Start of Supplied data

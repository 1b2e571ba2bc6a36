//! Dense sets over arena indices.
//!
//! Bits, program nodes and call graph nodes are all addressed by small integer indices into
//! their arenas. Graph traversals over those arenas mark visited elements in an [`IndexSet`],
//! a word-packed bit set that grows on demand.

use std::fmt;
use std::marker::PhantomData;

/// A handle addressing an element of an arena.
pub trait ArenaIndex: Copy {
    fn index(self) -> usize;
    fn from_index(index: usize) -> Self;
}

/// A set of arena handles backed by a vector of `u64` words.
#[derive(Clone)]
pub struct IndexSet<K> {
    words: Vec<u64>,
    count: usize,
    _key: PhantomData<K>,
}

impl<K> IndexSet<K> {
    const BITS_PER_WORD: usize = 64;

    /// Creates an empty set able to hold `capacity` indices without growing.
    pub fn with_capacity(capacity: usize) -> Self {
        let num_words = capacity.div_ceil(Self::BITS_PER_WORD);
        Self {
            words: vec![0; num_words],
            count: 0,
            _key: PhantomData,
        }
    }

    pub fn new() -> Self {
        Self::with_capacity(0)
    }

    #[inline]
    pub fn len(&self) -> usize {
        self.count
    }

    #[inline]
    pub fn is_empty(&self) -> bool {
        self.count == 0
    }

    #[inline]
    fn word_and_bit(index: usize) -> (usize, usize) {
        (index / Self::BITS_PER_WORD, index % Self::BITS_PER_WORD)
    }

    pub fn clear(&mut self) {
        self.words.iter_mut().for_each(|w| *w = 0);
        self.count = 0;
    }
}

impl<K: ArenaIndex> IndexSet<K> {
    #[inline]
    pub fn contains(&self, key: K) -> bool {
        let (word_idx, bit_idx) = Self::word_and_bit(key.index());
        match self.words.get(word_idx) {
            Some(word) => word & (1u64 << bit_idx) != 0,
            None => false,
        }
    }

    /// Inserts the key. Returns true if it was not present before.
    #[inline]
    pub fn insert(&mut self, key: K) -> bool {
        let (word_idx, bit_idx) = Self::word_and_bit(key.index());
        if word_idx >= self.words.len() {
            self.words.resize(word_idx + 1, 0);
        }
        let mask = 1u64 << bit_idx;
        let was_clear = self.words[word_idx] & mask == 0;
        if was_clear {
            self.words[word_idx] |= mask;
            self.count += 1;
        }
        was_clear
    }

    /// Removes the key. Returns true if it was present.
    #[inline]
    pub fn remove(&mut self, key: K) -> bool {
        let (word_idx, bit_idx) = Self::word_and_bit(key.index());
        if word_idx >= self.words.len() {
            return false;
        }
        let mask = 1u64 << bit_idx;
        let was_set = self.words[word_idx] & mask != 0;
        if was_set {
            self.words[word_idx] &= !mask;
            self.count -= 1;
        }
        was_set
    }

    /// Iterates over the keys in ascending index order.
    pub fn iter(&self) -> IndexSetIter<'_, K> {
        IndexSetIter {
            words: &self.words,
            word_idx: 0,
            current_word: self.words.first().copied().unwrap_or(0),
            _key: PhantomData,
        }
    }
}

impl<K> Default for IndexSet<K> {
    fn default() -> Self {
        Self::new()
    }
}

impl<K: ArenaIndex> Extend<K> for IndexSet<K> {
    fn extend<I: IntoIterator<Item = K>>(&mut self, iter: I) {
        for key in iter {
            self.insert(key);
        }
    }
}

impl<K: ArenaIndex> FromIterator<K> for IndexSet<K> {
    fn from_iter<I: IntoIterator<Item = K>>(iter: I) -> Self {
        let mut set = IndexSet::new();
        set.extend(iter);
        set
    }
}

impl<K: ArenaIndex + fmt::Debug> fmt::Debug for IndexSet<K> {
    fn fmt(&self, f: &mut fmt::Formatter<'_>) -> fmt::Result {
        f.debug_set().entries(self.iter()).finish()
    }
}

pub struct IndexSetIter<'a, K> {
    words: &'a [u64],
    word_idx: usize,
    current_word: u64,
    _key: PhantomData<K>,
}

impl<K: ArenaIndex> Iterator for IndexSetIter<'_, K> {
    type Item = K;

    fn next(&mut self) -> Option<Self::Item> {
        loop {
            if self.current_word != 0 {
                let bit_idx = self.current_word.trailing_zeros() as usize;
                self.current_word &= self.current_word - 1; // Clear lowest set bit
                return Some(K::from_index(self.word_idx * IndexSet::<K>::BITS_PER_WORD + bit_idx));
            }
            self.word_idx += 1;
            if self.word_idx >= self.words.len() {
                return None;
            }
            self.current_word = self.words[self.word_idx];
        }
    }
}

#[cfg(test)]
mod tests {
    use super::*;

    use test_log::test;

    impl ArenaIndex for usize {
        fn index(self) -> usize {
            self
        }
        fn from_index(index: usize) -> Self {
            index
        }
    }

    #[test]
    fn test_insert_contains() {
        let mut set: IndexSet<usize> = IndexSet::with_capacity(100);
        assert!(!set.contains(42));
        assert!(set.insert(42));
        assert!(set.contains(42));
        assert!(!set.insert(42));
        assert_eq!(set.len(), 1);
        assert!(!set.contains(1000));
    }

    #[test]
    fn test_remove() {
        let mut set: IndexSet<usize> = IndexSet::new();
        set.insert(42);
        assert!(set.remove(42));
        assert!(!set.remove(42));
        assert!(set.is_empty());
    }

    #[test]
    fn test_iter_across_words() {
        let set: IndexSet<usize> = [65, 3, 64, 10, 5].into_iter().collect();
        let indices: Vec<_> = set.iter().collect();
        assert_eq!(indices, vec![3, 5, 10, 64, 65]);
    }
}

End of Supplied data

* About this task:
Using the data above, return each line exactly as written.

* Exercise solution:
repository 1b2e571ba2bc6a36
//! Dense sets over arena indices.
//!
//! Bits, program nodes and call graph nodes are all addressed by small integer indices into
//! their arenas. Graph traversals over those arenas mark visited elements in an [`IndexSet`],
//! a word-packed bit set that grows on demand.

use std::fmt;
use std::marker::PhantomData;

/// A handle addressing an element of an arena.
pub trait ArenaIndex: Copy {
    fn index(self) -> usize;
    fn from_index(index: usize) -> Self;
}

/// A set of arena handles backed by a vector of `u64` words.
#[derive(Clone)]
pub struct IndexSet<K> {
    words: Vec<u64>,
    count: usize,
    _key: PhantomData<K>,
}

impl<K> IndexSet<K> {
    const BITS_PER_WORD: usize = 64;

    /// Creates an empty set able to hold `capacity` indices without growing.
    pub fn with_capacity(capacity: usize) -> Self {
        let num_words = capacity.div_ceil(Self::BITS_PER_WORD);
        Self {
            words: vec![0; num_words],
            count: 0,
            _key: PhantomData,
        }
    }

    pub fn new() -> Self {
        Self::with_capacity(0)
    }

    #[inline]
    pub fn len(&self) -> usize {
        self.count
    }

    #[inline]
    pub fn is_empty(&self) -> bool {
        self.count == 0
    }

    #[inline]
    fn word_and_bit(index: usize) -> (usize, usize) {
        (index / Self::BITS_PER_WORD, index % Self::BITS_PER_WORD)
    }

    pub fn clear(&mut self) {
        self.words.iter_mut().for_each(|w| *w = 0);
        self.count = 0;
    }
}

impl<K: ArenaIndex> IndexSet<K> {
    #[inline]
    pub fn contains(&self, key: K) -> bool {
        let (word_idx, bit_idx) = Self::word_and_bit(key.index());
        match self.words.get(word_idx) {
            Some(word) => word & (1u64 << bit_idx) != 0,
            None => false,
        }
    }

    /// Inserts the key. Returns true if it was not present before.
    #[inline]
    pub fn insert(&mut self, key: K) -> bool {
        let (word_idx, bit_idx) = Self::word_and_bit(key.index());
        if word_idx >= self.words.len() {
            self.words.resize(word_idx + 1, 0);
        }
        let mask = 1u64 << bit_idx;
        let was_clear = self.words[word_idx] & mask == 0;
        if was_clear {
            self.words[word_idx] |= mask;
            self.count += 1;
        }
        was_clear
    }

    /// Removes the key. Returns true if it was present.
    #[inline]
    pub fn remove(&mut self, key: K) -> bool {
        let (word_idx, bit_idx) = Self::word_and_bit(key.index());
        if word_idx >= self.words.len() {
            return false;
        }
        let mask = 1u64 << bit_idx;
        let was_set = self.words[word_idx] & mask != 0;
        if was_set {
            self.words[word_idx] &= !mask;
            self.count -= 1;
        }
        was_set
    }

    /// Iterates over the keys in ascending index order.
    pub fn iter(&self) -> IndexSetIter<'_, K> {
        IndexSetIter {
            words: &self.words,
            word_idx: 0,
            current_word: self.words.first().copied().unwrap_or(0),
            _key: PhantomData,
        }
    }
}

impl<K> Default for IndexSet<K> {
    fn default() -> Self {
        Self::new()
    }
}

impl<K: ArenaIndex> Extend<K> for IndexSet<K> {
    fn extend<I: IntoIterator<Item = K>>(&mut self, iter: I) {
        for key in iter {
            self.insert(key);
        }
    }
}

impl<K: ArenaIndex> FromIterator<K> for IndexSet<K> {
    fn from_iter<I: IntoIterator<Item = K>>(iter: I) -> Self {
        let mut set = IndexSet::new();
        set.extend(iter);
        set
    }
}

impl<K: ArenaIndex + fmt::Debug> fmt::Debug for IndexSet<K> {
    fn fmt(&self, f: &mut fmt::Formatter<'_>) -> fmt::Result {
        f.debug_set().entries(self.iter()).finish()
    }
}

pub struct IndexSetIter<'a, K> {
    words: &'a [u64],
    word_idx: usize,
    current_word: u64,
    _key: PhantomData<K>,
}

impl<K: ArenaIndex> Iterator for IndexSetIter<'_, K> {
    type Item = K;

    fn next(&mut self) -> Option<Self::Item> {
        loop {
            if self.current_word != 0 {
                let bit_idx = self.current_word.trailing_zeros() as usize;
                self.current_word &= self.current_word - 1; // Clear lowest set bit
                return Some(K::from_index(self.word_idx * IndexSet::<K>::BITS_PER_WORD + bit_idx));
            }
            self.word_idx += 1;
            if self.word_idx >= self.words.len() {
                return None;
            }
            self.current_word = self.words[self.word_idx];
        }
    }
}

#[cfg(test)]
mod tests {
    use super::*;

    use test_log::test;

    impl ArenaIndex for usize {
        fn index(self) -> usize {
            self
        }
        fn from_index(index: usize) -> Self {
            index
        }
    }

    #[test]
    fn test_insert_contains() {
        let mut set: IndexSet<usize> = IndexSet::with_capacity(100);
        assert!(!set.contains(42));
        assert!(set.insert(42));
        assert!(set.contains(42));
        assert!(!set.insert(42));
        assert_eq!(set.len(), 1);
        assert!(!set.contains(1000));
    }

    #[test]
    fn test_remove() {
        let mut set: IndexSet<usize> = IndexSet::new();
        set.insert(42);
        assert!(set.remove(42));
        assert!(!set.remove(42));
        assert!(set.is_empty());
    }

    #[test]
    fn test_iter_across_words() {
        let set: IndexSet<usize> = [65, 3, 64, 10, 5].into_iter().collect();
        let indices: Vec<_> = set.iter().collect();
        assert_eq!(indices, vec![3, 5, 10, 64, 65]);
    }
}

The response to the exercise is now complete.